Every line of the following records that includes "ModuleIr" should be copied.

★ ★ ★ ★ ★

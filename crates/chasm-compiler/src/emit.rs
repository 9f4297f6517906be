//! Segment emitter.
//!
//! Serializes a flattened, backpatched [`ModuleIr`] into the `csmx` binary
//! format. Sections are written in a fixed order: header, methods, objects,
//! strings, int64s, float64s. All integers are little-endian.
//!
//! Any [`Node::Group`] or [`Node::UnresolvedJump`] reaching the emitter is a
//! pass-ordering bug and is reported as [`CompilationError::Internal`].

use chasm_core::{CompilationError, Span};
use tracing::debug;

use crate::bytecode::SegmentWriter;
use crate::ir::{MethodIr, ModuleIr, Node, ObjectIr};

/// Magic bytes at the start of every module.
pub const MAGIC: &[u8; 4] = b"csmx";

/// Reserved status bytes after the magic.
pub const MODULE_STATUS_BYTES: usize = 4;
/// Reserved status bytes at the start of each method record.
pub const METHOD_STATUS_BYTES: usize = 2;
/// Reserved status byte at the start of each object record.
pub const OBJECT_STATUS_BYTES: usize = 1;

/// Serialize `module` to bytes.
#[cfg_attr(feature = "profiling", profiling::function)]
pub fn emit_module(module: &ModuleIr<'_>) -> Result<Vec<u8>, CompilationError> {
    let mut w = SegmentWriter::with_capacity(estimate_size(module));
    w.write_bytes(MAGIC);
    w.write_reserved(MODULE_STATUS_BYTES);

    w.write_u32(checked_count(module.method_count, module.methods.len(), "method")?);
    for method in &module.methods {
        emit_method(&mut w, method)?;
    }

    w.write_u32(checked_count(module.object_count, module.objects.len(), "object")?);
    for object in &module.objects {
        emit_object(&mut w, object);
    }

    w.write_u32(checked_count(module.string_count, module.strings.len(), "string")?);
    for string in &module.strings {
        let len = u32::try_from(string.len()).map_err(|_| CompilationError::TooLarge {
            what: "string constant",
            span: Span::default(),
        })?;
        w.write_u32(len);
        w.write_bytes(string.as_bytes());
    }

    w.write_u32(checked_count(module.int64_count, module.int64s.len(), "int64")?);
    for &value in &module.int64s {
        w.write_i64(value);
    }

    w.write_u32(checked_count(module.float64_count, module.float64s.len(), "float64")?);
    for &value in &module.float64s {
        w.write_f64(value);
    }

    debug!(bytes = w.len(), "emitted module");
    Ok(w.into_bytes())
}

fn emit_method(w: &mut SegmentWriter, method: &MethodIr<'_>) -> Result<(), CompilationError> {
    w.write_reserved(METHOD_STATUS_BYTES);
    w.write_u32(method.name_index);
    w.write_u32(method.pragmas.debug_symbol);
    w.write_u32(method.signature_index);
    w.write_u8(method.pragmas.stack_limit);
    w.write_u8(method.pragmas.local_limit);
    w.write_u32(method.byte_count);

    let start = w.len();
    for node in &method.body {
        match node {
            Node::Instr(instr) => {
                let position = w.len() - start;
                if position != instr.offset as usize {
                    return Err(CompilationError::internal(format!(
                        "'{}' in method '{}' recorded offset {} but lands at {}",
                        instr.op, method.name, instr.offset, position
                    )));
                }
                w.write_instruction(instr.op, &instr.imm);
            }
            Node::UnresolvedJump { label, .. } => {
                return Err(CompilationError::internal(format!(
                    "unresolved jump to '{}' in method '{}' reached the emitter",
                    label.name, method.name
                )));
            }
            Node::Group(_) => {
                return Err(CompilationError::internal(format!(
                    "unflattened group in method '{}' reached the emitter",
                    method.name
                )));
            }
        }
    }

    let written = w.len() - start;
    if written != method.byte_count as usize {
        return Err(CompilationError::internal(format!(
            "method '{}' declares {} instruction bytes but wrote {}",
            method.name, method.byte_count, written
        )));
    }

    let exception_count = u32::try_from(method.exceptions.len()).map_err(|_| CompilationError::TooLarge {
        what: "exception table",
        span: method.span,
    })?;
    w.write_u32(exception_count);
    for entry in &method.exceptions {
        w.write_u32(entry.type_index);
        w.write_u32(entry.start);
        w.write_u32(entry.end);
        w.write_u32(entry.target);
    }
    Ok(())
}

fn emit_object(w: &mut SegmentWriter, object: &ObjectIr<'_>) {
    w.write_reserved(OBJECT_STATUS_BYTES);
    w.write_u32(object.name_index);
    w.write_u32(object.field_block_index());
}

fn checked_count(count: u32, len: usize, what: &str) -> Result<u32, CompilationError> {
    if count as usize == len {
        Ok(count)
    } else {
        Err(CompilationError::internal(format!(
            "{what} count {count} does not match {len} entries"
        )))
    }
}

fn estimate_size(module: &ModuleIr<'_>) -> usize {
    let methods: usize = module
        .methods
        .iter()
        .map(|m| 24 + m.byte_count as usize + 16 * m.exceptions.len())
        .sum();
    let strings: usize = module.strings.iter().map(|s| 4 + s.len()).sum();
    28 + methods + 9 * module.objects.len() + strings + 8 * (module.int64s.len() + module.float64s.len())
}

★ ★ ★ ★ ★

◆ **PROBLEM SOLUTION**
//! Serializes a flattened, backpatched [`ModuleIr`] into the `csmx` binary
use crate::ir::{MethodIr, ModuleIr, Node, ObjectIr};
pub fn emit_module(module: &ModuleIr<'_>) -> Result<Vec<u8>, CompilationError> {
fn estimate_size(module: &ModuleIr<'_>) -> usize {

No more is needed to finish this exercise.